Nowe informacje po zabójstwie policyjnej psycholog pod Bydgoszczą. Podejrzany trafił do aresztu
Dodano: 21.10.2019 | 11:30Wniosek o areszt w niedzielę rozpatrywał bydgoski Sąd Rejonowy.
Na zdjęciu: Policyjna taśma ogradzająca miejsce tragedii.
Fot. Szymon Fiałkowski / zdjęcie ilustracyjne
38-letnia psycholog pracująca w Komendzie Miejskiej Policji w Bydgoszczy została uduszona w ubiegły weekend. Podejrzany o ten czyn jej były mąż trafił już do aresztu.
W niedzielę, bydgoski Sąd Rejonowy rozpatrywał wniosek prokuratury o zastosowanie wobec 42-letniego Grzegorza J. wniosku o areszt. Przychylił się do niego, co oznacza, że mężczyzna spędzi za kratkami najbliższe trzy miesiące. Jak się dowiedzieliśmy, podczas sobotniego przesłuchania w Prokuraturze Rejonowej Bydgoszcz-Północ, usłyszał on jeden zarzut – zabójstwa.
Przyznał się do winy
– mówi nam zastępca szefa prokuratury Bydgoszcz-Północ Piotr Dunal, ale od razu zaznacza, że śledczy nie będą ujawniać na tym etapie tego, co zeznał. – Mogę jedynie powiedzieć, że składał on w tej sprawie wyjaśnienia – dodaje. Udało nam się również dowiedzieć, że na biurko śledczych trafiły już pierwsze, wstępne wyniki sekcji zwłok zmarłej. – Zgon kobiety nastąpił poprzez uduszenie, tj. silne uciśnięcia szyi – precyzuje prok. Dunal.

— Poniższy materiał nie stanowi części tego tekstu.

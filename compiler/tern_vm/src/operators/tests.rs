#![allow(clippy::unwrap_used, reason = "tests unwrap known-good values")]

use super::*;
use pretty_assertions::assert_eq;
use proptest::prelude::*;
use tern_ir::SymbolTable;

fn eval(left: &Value, right: &Value, op: BinOp) -> RuntimeResult<Value> {
    let mut heap = Heap::default();
    let symbols = SymbolTable::new();
    evaluate_binary(&mut heap, &symbols, left, right, op)
}

fn code_of(result: RuntimeResult<Value>) -> Option<&'static str> {
    result.err().and_then(|e| e.kind.code())
}

#[test]
fn integer_arithmetic() {
    assert_eq!(eval(&Value::Int(2), &Value::Int(3), BinOp::Add).unwrap(), Value::Int(5));
    assert_eq!(eval(&Value::Int(7), &Value::Int(2), BinOp::Div).unwrap(), Value::Int(3));
    assert_eq!(eval(&Value::Int(-7), &Value::Int(2), BinOp::Mod).unwrap(), Value::Int(-1));
    assert_eq!(eval(&Value::Int(2), &Value::Long(3), BinOp::Mul).unwrap(), Value::Long(6));
    assert_eq!(eval(&Value::Int(2), &Value::Int(3), BinOp::Lt).unwrap(), Value::Int(1));
    assert_eq!(eval(&Value::Long(3), &Value::Int(3), BinOp::Eq).unwrap(), Value::Int(1));
}

#[test]
fn integer_errors() {
    assert_eq!(code_of(eval(&Value::Int(1), &Value::Int(0), BinOp::Div)), Some("divzero"));
    assert_eq!(code_of(eval(&Value::Long(1), &Value::Int(0), BinOp::Mod)), Some("divzero"));
    assert_eq!(
        code_of(eval(&Value::Int(i32::MAX), &Value::Int(1), BinOp::Add)),
        Some("overflow")
    );
    assert_eq!(
        code_of(eval(&Value::Int(i32::MIN), &Value::Int(-1), BinOp::Div)),
        Some("overflow")
    );
}

#[test]
fn floating_point() {
    assert_eq!(
        eval(&Value::Int(1), &Value::Float(0.5), BinOp::Add).unwrap(),
        Value::Float(1.5)
    );
    assert_eq!(
        eval(&Value::Float(0.5), &Value::Double(0.25), BinOp::Add).unwrap(),
        Value::Double(0.75)
    );
    assert_eq!(
        code_of(eval(&Value::Double(1.0), &Value::Int(0), BinOp::Div)),
        Some("divzero")
    );
    assert_eq!(
        eval(&Value::Double(2.0), &Value::Long(3), BinOp::Ge).unwrap(),
        Value::Int(0)
    );
}

#[test]
fn strings_stringify_the_other_side() {
    assert_eq!(
        eval(&Value::str("5"), &Value::Int(3), BinOp::Add).unwrap(),
        Value::str("53")
    );
    assert_eq!(
        eval(&Value::Int(3), &Value::str("x"), BinOp::Add).unwrap(),
        Value::str("3x")
    );
    assert_eq!(
        eval(&Value::str("abc"), &Value::str("abd"), BinOp::Lt).unwrap(),
        Value::Int(1)
    );
    assert_eq!(
        code_of(eval(&Value::str("a"), &Value::Int(2), BinOp::Mul)),
        Some("badtype")
    );
}

#[test]
fn none_equals_nothing() {
    assert_eq!(eval(&Value::None, &Value::None, BinOp::Eq).unwrap(), Value::Int(0));
    assert_eq!(eval(&Value::None, &Value::Int(0), BinOp::Ne).unwrap(), Value::Int(1));
    assert_eq!(code_of(eval(&Value::None, &Value::Int(1), BinOp::Add)), Some("badtype"));
}

#[test]
fn list_concatenation() {
    let mut heap = Heap::default();
    let symbols = SymbolTable::new();
    let a = heap.new_list(vec![Value::Int(1)]);
    let b = heap.new_list(vec![Value::Int(2), Value::Int(3)]);
    let joined = evaluate_binary(&mut heap, &symbols, &a, &b, BinOp::Add).unwrap();
    assert_eq!(joined.to_display_string(&symbols), "[1,2,3]");
    let appended = evaluate_binary(&mut heap, &symbols, &a, &Value::Int(9), BinOp::Add).unwrap();
    assert_eq!(appended.to_display_string(&symbols), "[1,9]");
    let prepended = evaluate_binary(&mut heap, &symbols, &Value::str("s"), &a, BinOp::Add).unwrap();
    assert_eq!(prepended.to_display_string(&symbols), "[s,1]");
    // Operands are untouched.
    assert_eq!(a.to_display_string(&symbols), "[1]");
    let err = evaluate_binary(&mut heap, &symbols, &a, &b, BinOp::Sub);
    assert_eq!(code_of(err), Some("badtype"));
}

#[test]
fn logic_uses_truthiness() {
    assert_eq!(eval(&Value::str("x"), &Value::Int(2), BinOp::And).unwrap(), Value::Int(1));
    assert_eq!(eval(&Value::None, &Value::Int(0), BinOp::Or).unwrap(), Value::Int(0));
    assert_eq!(evaluate_not(&Value::None), Value::Int(1));
    assert_eq!(evaluate_not(&Value::Int(4)), Value::Int(0));
}

#[test]
fn symbols_compare_by_identity() {
    let symbols = SymbolTable::new();
    let a = Value::Symbol(symbols.intern("a"));
    let b = Value::Symbol(symbols.intern("b"));
    assert_eq!(eval(&a, &a, BinOp::Eq).unwrap(), Value::Int(1));
    assert_eq!(eval(&a, &b, BinOp::Eq).unwrap(), Value::Int(0));
    assert_eq!(code_of(eval(&a, &b, BinOp::Lt)), Some("badtype"));
}

#[test]
fn negation() {
    assert_eq!(evaluate_neg(&Value::Int(3)).unwrap(), Value::Int(-3));
    assert_eq!(evaluate_neg(&Value::Double(1.5)).unwrap(), Value::Double(-1.5));
    assert_eq!(code_of(evaluate_neg(&Value::Int(i32::MIN))), Some("overflow"));
    assert_eq!(code_of(evaluate_neg(&Value::str("x"))), Some("badtype"));
}

proptest! {
    #[test]
    fn int_addition_matches_wide_arithmetic(a in any::<i32>(), b in any::<i32>()) {
        let wide = i64::from(a) + i64::from(b);
        let result = eval(&Value::Int(a), &Value::Int(b), BinOp::Add);
        match i32::try_from(wide) {
            Ok(sum) => prop_assert_eq!(result.unwrap(), Value::Int(sum)),
            Err(_) => prop_assert_eq!(code_of(result), Some("overflow")),
        }
    }

    #[test]
    fn comparisons_agree_with_rust(a in any::<i64>(), b in any::<i64>()) {
        let lt = eval(&Value::Long(a), &Value::Long(b), BinOp::Lt).unwrap();
        prop_assert_eq!(lt, Value::bool(a < b));
        let ge = eval(&Value::Long(a), &Value::Long(b), BinOp::Ge).unwrap();
        prop_assert_eq!(ge, Value::bool(a >= b));
    }

    #[test]
    fn division_identity(a in any::<i32>(), b in any::<i32>().prop_filter("non-zero", |b| *b != 0)) {
        prop_assume!(!(a == i32::MIN && b == -1));
        let q = eval(&Value::Int(a), &Value::Int(b), BinOp::Div).unwrap();
        let r = eval(&Value::Int(a), &Value::Int(b), BinOp::Mod).unwrap();
        let (Value::Int(q), Value::Int(r)) = (q, r) else {
            panic!("integer division produced a non-int");
        };
        prop_assert_eq!(i64::from(q) * i64::from(b) + i64::from(r), i64::from(a));
    }
}
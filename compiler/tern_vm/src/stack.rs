//! Native stack headroom for recursive paths.
//!
//! `run_value` re-enters the dispatch loop from native code, and display
//! conversion walks nested containers; both can recurse arbitrarily deep.
//! The interpreter's own frames live on its return stack, not here.

/// Run `f` with at least a red zone of native stack available, growing the
/// stack on a fresh segment when needed.
#[inline]
#[cfg(not(target_arch = "wasm32"))]
pub fn ensure_sufficient_stack<R>(f: impl FnOnce() -> R) -> R {
    const RED_ZONE: usize = 100 * 1024;
    const GROW_BY: usize = 1024 * 1024;

    stacker::maybe_grow(RED_ZONE, GROW_BY, f)
}

/// WASM manages its own stack.
#[inline]
#[cfg(target_arch = "wasm32")]
pub fn ensure_sufficient_stack<R>(f: impl FnOnce() -> R) -> R {
    f()
}
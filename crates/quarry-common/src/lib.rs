//! Common utilities for the Quarry selector compiler.
//!
//! This crate provides shared infrastructure used by all Quarry components:
//! - **Warning System** - deduplicated diagnostics routed through the `log` facade

pub mod warning;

Przypomnijmy, że poszukiwania 38-letniej Agnieszki S. prowadzone były od początku minionego tygodnia. Policjantów zaniepokoił fakt, że kobieta nie pojawiła się w poniedziałek w pracy. Była psychologiem w Komendzie Miejskiej Policji w Bydgoszczy i zajmowała się pracą z nieletnimi. W akcję poszukiwawczą zaangażowano także m.in. ekipy nurków z bydgoskiej straży pożarnej, którzy przez cały tydzień jeździli nad Zalew Koronowski.